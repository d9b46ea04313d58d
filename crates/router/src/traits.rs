// Copyright 2025 New Vector Ltd.
//
// SPDX-License-Identifier: AGPL-3.0-only OR LicenseRef-Element-Commercial
// Please see LICENSE files in the repository root for full details.

use std::borrow::Cow;

use serde::Serialize;
use url::Url;

/// An endpoint the service generates links to
pub trait Route {
    /// Query string parameters, serialized with `serde_urlencoded`
    type Query: Serialize;

    /// Path of the endpoint, starting with a `/`
    fn route() -> &'static str;

    fn query(&self) -> Option<&Self::Query> {
        None
    }

    fn path_and_query(&self) -> Cow<'static, str> {
        let query = self
            .query()
            .and_then(|query| serde_urlencoded::to_string(query).ok())
            .filter(|query| !query.is_empty());

        match query {
            Some(query) => Cow::Owned(format!("{}?{query}", Self::route())),
            None => Cow::Borrowed(Self::route()),
        }
    }

    /// Resolve the route under `base`, keeping any path prefix it has
    fn absolute_url(&self, base: &Url) -> Url {
        let relative = self.path_and_query();
        base.join(relative.trim_start_matches('/'))
            .unwrap_or_else(|_| base.clone())
    }
}
// Copyright 2025 New Vector Ltd.
//
// SPDX-License-Identifier: AGPL-3.0-only OR LicenseRef-Element-Commercial
// Please see LICENSE files in the repository root for full details.

use async_trait::async_trait;
use avs_data_model::{AccountValidity, RenewalToken, User};
use avs_storage::{Clock, account_validity::AccountValidityRepository};
use chrono::{DateTime, SubsecRound, Utc};
use ulid::Ulid;

use crate::{MemoryError, State};

/// An implementation of [`AccountValidityRepository`] for the in-memory state
pub struct MemoryAccountValidityRepository<'c> {
    state: &'c mut State,
}

impl<'c> MemoryAccountValidityRepository<'c> {
    pub(crate) fn new(state: &'c mut State) -> Self {
        Self { state }
    }
}

#[async_trait]
impl AccountValidityRepository for MemoryAccountValidityRepository<'_> {
    type Error = MemoryError;

    async fn lookup(&mut self, user_id: Ulid) -> Result<Option<AccountValidity>, Self::Error> {
        Ok(self.state.account_validity.get(&user_id).cloned())
    }

    async fn set_expiration(
        &mut self,
        user: &User,
        expires_at: DateTime<Utc>,
    ) -> Result<AccountValidity, Self::Error> {
        if !self.state.users.contains_key(&user.id) {
            return Err(MemoryError::NotFound);
        }

        // Same precision as a PostgreSQL timestamp
        let validity = AccountValidity {
            user_id: user.id,
            expires_at: expires_at.trunc_subsecs(6),
            email_sent: false,
        };
        self.state
            .account_validity
            .insert(user.id, validity.clone());
        Ok(validity)
    }

    async fn find_expiring_unnotified(
        &mut self,
        since: DateTime<Utc>,
        until: DateTime<Utc>,
        after: Option<Ulid>,
        limit: usize,
    ) -> Result<Vec<AccountValidity>, Self::Error> {
        // The map is keyed by user ID, so iteration is already in keyset order
        Ok(self
            .state
            .account_validity
            .values()
            .filter(|v| after.is_none_or(|after| v.user_id > after))
            .filter(|v| !v.email_sent && v.expires_at >= since && v.expires_at <= until)
            .take(limit)
            .cloned()
            .collect())
    }

    async fn set_email_sent(
        &mut self,
        validity: AccountValidity,
        email_sent: bool,
    ) -> Result<Option<AccountValidity>, Self::Error> {
        let Some(current) = self.state.account_validity.get_mut(&validity.user_id) else {
            return Ok(None);
        };

        if current.expires_at != validity.expires_at {
            return Ok(None);
        }

        current.email_sent = email_sent;
        Ok(Some(current.clone()))
    }

    async fn add_renewal_token(
        &mut self,
        clock: &dyn Clock,
        user: &User,
        token: String,
    ) -> Result<Option<RenewalToken>, Self::Error> {
        if self.state.renewal_tokens.contains_key(&token) {
            return Ok(None);
        }

        self.state
            .renewal_tokens
            .retain(|_, existing| existing.user_id != user.id);

        let renewal_token = RenewalToken {
            token: token.clone(),
            user_id: user.id,
            created_at: clock.now(),
            consumed_at: None,
        };
        self.state
            .renewal_tokens
            .insert(token, renewal_token.clone());

        Ok(Some(renewal_token))
    }

    async fn find_renewal_token(
        &mut self,
        token: &str,
    ) -> Result<Option<RenewalToken>, Self::Error> {
        Ok(self.state.renewal_tokens.get(token).cloned())
    }

    async fn consume_renewal_token(
        &mut self,
        clock: &dyn Clock,
        token: RenewalToken,
    ) -> Result<RenewalToken, Self::Error> {
        let stored = self
            .state
            .renewal_tokens
            .get_mut(&token.token)
            .ok_or(MemoryError::NotFound)?;

        let consumed = stored.clone().consume(clock.now())?;
        *stored = consumed.clone();
        Ok(consumed)
    }
}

Task description: Provide only the count of lines in the data above that include the string "since".

Completed task: 2